TASK TO COMPLETE: Repeat exactly, please, the opening lines of the data below, through and including the line where "pub fn elevated(role: Role)" sits.

**** MATERIALS PROVIDED

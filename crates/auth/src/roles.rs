use core::str::FromStr;

use serde::{Deserialize, Serialize};
use thiserror::Error;

/// Role identifier used for RBAC.
///
/// The role set is closed: every account carries exactly one of these.
#[derive(Debug, Copy, Clone, Default, PartialEq, Eq, Hash, Serialize, Deserialize)]
#[serde(rename_all = "lowercase")]
pub enum Role {
    #[default]
    User,
    Moderator,
    Admin,
}

impl Role {
    pub const ALL: [Role; 3] = [Role::User, Role::Moderator, Role::Admin];

    pub fn as_str(&self) -> &'static str {
        match self {
            Role::User => "user",
            Role::Moderator => "moderator",
            Role::Admin => "admin",
        }
    }
}

/// Elevated roles are exempt from ownership checks on mutate/delete.
pub fn elevated(role: Role) -> bool {
    matches!(role, Role::Moderator | Role::Admin)
}

impl core::fmt::Display for Role {
    fn fmt(&self, f: &mut core::fmt::Formatter<'_>) -> core::fmt::Result {
        f.write_str(self.as_str())
    }
}

#[derive(Debug, Error, Clone, PartialEq, Eq)]
#[error("unknown role '{0}' (expected one of: user, moderator, admin)")]
pub struct UnknownRole(pub String);

impl FromStr for Role {
    type Err = UnknownRole;

    fn from_str(s: &str) -> Result<Self, Self::Err> {
        match s.trim().to_ascii_lowercase().as_str() {
            "user" => Ok(Role::User),
            "moderator" => Ok(Role::Moderator),
            "admin" => Ok(Role::Admin),
            _ => Err(UnknownRole(s.to_string())),
        }
    }
}

#[cfg(test)]
mod tests {
    use super::*;

    #[test]
    fn only_moderator_and_admin_are_elevated() {
        assert!(!elevated(Role::User));
        assert!(elevated(Role::Moderator));
        assert!(elevated(Role::Admin));
    }

    #[test]
    fn roles_serialize_lowercase() {
        let json = serde_json::to_string(&Role::Moderator).unwrap();
        assert_eq!(json, "\"moderator\"");
        let back: Role = serde_json::from_str("\"admin\"").unwrap();
        assert_eq!(back, Role::Admin);
    }

    #[test]
    fn parse_is_case_insensitive_and_rejects_unknown() {
        assert_eq!("Admin".parse::<Role>().unwrap(), Role::Admin);
        assert!("superuser".parse::<Role>().is_err());
    }
}
//! Application configuration.
//!
//! Sources, lowest priority first:
//! 1. built-in defaults
//! 2. `config/default.*` and `config/local.*` (optional)
//! 3. environment variables `CRITICA__<SECTION>__<KEY>`

use config::{Config, ConfigError, Environment, File};
use serde::Deserialize;

use critica_observability::LoggingSettings;

/// Development-only signing secret used when none is configured.
pub const DEV_JWT_SECRET: &str = "critica-dev-secret-change-me-in-production";
pub const MIN_JWT_SECRET_LEN: usize = 32;
/// Upper bound for every `*_ttl_minutes` setting (one year).
pub const MAX_TTL_MINUTES: i64 = 366 * 24 * 60;

#[derive(Debug, Clone, Default, Deserialize)]
#[serde(default)]
pub struct AppConfig {
    pub server: ServerConfig,
    pub auth: AuthConfig,
    pub database: DatabaseConfig,
    pub mail: MailConfig,
    pub logging: LoggingSettings,
    pub bootstrap_admin: Option<BootstrapAdmin>,
}

#[derive(Debug, Clone, Deserialize)]
#[serde(default)]
pub struct ServerConfig {
    pub bind: String,
}

impl Default for ServerConfig {
    fn default() -> Self {
        Self {
            bind: "0.0.0.0:8080".to_string(),
        }
    }
}

#[derive(Debug, Clone, Deserialize)]
#[serde(default)]
pub struct AuthConfig {
    pub jwt_secret: String,
    pub token_ttl_minutes: i64,
    pub confirmation_ttl_minutes: i64,
    pub uniform_token_errors: bool,
}

impl Default for AuthConfig {
    fn default() -> Self {
        Self {
            jwt_secret: DEV_JWT_SECRET.to_string(),
            token_ttl_minutes: 24 * 60,
            confirmation_ttl_minutes: 30,
            uniform_token_errors: false,
        }
    }
}

/// `url` absent means the in-memory account store.
#[derive(Debug, Clone, Default, Deserialize)]
#[serde(default)]
pub struct DatabaseConfig {
    pub url: Option<String>,
}

#[derive(Debug, Copy, Clone, Default, PartialEq, Eq, Deserialize)]
#[serde(rename_all = "lowercase")]
pub enum MailBackend {
    #[default]
    Log,
    Smtp,
}

#[derive(Debug, Clone, Deserialize)]
#[serde(default)]
pub struct MailConfig {
    pub from: String,
    pub backend: MailBackend,
    pub smtp_host: String,
    pub smtp_port: u16,
    pub smtp_username: Option<String>,
    pub smtp_password: Option<String>,
}

impl Default for MailConfig {
    fn default() -> Self {
        Self {
            from: "noreply@critica.local".to_string(),
            backend: MailBackend::Log,
            smtp_host: "localhost".to_string(),
            smtp_port: 587,
            smtp_username: None,
            smtp_password: None,
        }
    }
}

/// Administrator account created at startup if missing.
#[derive(Debug, Clone, Deserialize)]
pub struct BootstrapAdmin {
    pub username: String,
    pub email: String,
}

impl AppConfig {
    /// Load from files and environment.
    pub fn load() -> Result<Self, ConfigError> {
        Config::builder()
            .add_source(File::with_name("config/default").required(false))
            .add_source(File::with_name("config/local").required(false))
            .add_source(
                Environment::with_prefix("CRITICA")
                    .prefix_separator("__")
                    .separator("__")
                    .try_parsing(true),
            )
            .build()?
            .try_deserialize()
    }

    /// Reject settings the server cannot run with.
    pub fn validate(&self) -> Result<(), ConfigError> {
        check_ttl("auth.token_ttl_minutes", self.auth.token_ttl_minutes)?;
        check_ttl("auth.confirmation_ttl_minutes", self.auth.confirmation_ttl_minutes)?;
        if self.auth.jwt_secret == DEV_JWT_SECRET {
            tracing::warn!("auth.jwt_secret not set; using insecure dev default");
        } else if self.auth.jwt_secret.len() < MIN_JWT_SECRET_LEN {
            return Err(ConfigError::Message(format!(
                "auth.jwt_secret must be at least {MIN_JWT_SECRET_LEN} bytes"
            )));
        }
        if self.mail.backend == MailBackend::Smtp && self.mail.smtp_host.trim().is_empty() {
            return Err(ConfigError::Message(
                "mail.smtp_host is required for the smtp backend".into(),
            ));
        }
        Ok(())
    }
}

fn check_ttl(key: &str, minutes: i64) -> Result<(), ConfigError> {
    if (1..=MAX_TTL_MINUTES).contains(&minutes) {
        Ok(())
    } else {
        Err(ConfigError::Message(format!(
            "{key} must be between 1 and {MAX_TTL_MINUTES}"
        )))
    }
}

#[cfg(test)]
mod tests {
    use super::*;

    #[test]
    fn defaults_are_valid() {
        let cfg = AppConfig::default();
        assert!(cfg.validate().is_ok());
        assert_eq!(cfg.auth.confirmation_ttl_minutes, 30);
        assert_eq!(cfg.mail.backend, MailBackend::Log);
        assert!(cfg.database.url.is_none());
    }

    #[test]
    fn short_secret_and_zero_ttl_are_rejected() {
        let mut cfg = AppConfig::default();
        cfg.auth.jwt_secret = "short".into();
        assert!(cfg.validate().is_err());

        let mut cfg = AppConfig::default();
        cfg.auth.confirmation_ttl_minutes = 0;
        assert!(cfg.validate().is_err());
    }

    #[test]
    fn oversized_ttls_are_rejected() {
        for minutes in [MAX_TTL_MINUTES + 1, i64::MAX] {
            let mut cfg = AppConfig::default();
            cfg.auth.token_ttl_minutes = minutes;
            assert!(cfg.validate().is_err(), "{minutes}");

            let mut cfg = AppConfig::default();
            cfg.auth.confirmation_ttl_minutes = minutes;
            assert!(cfg.validate().is_err(), "{minutes}");
        }

        let mut cfg = AppConfig::default();
        cfg.auth.token_ttl_minutes = MAX_TTL_MINUTES;
        assert!(cfg.validate().is_ok());
    }

    #[test]
    fn partial_sources_fall_back_to_defaults() {
        let cfg: AppConfig = Config::builder()
            .set_override("auth.uniform_token_errors", true)
            .unwrap()
            .set_override("logging.format", "pretty")
            .unwrap()
            .build()
            .unwrap()
            .try_deserialize()
            .unwrap();

        assert!(cfg.auth.uniform_token_errors);
        assert_eq!(cfg.auth.token_ttl_minutes, 24 * 60);
        assert_eq!(cfg.server.bind, "0.0.0.0:8080");
        assert_eq!(cfg.logging.format, critica_observability::LogFormat::Pretty);
    }
}
//! Infrastructure layer: account storage, mail delivery, the auth flow and the catalog.

pub mod account_store;
pub mod auth_flow;
pub mod catalog;
pub mod mailer;

pub use account_store::{AccountStore, InMemoryAccountStore, PostgresAccountStore, StoreError};
pub use auth_flow::{AuthFlow, AuthFlowError, AuthSettings, SignUp, TokenRequest};
pub use catalog::{CatalogError, InMemoryCatalog};
pub use mailer::{DeliveryError, LogMailer, MailMessage, MailSink, RecordingMailer, SmtpSettings};

#[cfg(feature = "smtp")]
pub use mailer::SmtpMailer;
//! HTTP API application wiring (Axum router + service wiring).
//!
//! - `services.rs`: stores, mailer, auth flow
//! - `routes/`: HTTP routes + handlers (one file per resource)
//! - `dto.rs`: request/response DTOs
//! - `errors.rs`: consistent error responses

use std::sync::Arc;

use axum::{routing::get, Extension, Router};
use tower::ServiceBuilder;

use critica_auth::JwtValidator;

use crate::middleware;

pub mod dto;
pub mod errors;
pub mod routes;
pub mod services;

use services::AppServices;

/// Build the full HTTP router (public entrypoint used by `main.rs` and tests).
pub fn build_app(services: Arc<AppServices>, jwt: Arc<dyn JwtValidator>) -> Router {
    let auth_state = middleware::AuthState { jwt };

    // Everything but /health resolves an identity first; the role gate runs per handler.
    let api = routes::router()
        .layer(Extension(services))
        .layer(axum::middleware::from_fn_with_state(
            auth_state,
            middleware::identity_middleware,
        ));

    Router::new()
        .route("/health", get(routes::system::health))
        .merge(api)
        .layer(ServiceBuilder::new())
}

********

RESPONSE AREA:
filename crates/auth/src/roles.rs
use core::str::FromStr;

use serde::{Deserialize, Serialize};
use thiserror::Error;

/// Role identifier used for RBAC.
///
/// The role set is closed: every account carries exactly one of these.
#[derive(Debug, Copy, Clone, Default, PartialEq, Eq, Hash, Serialize, Deserialize)]
#[serde(rename_all = "lowercase")]
pub enum Role {
    #[default]
    User,
    Moderator,
    Admin,
}

impl Role {
    pub const ALL: [Role; 3] = [Role::User, Role::Moderator, Role::Admin];

    pub fn as_str(&self) -> &'static str {
        match self {
            Role::User => "user",
            Role::Moderator => "moderator",
            Role::Admin => "admin",
        }
    }
}

/// Elevated roles are exempt from ownership checks on mutate/delete.
pub fn elevated(role: Role) -> bool {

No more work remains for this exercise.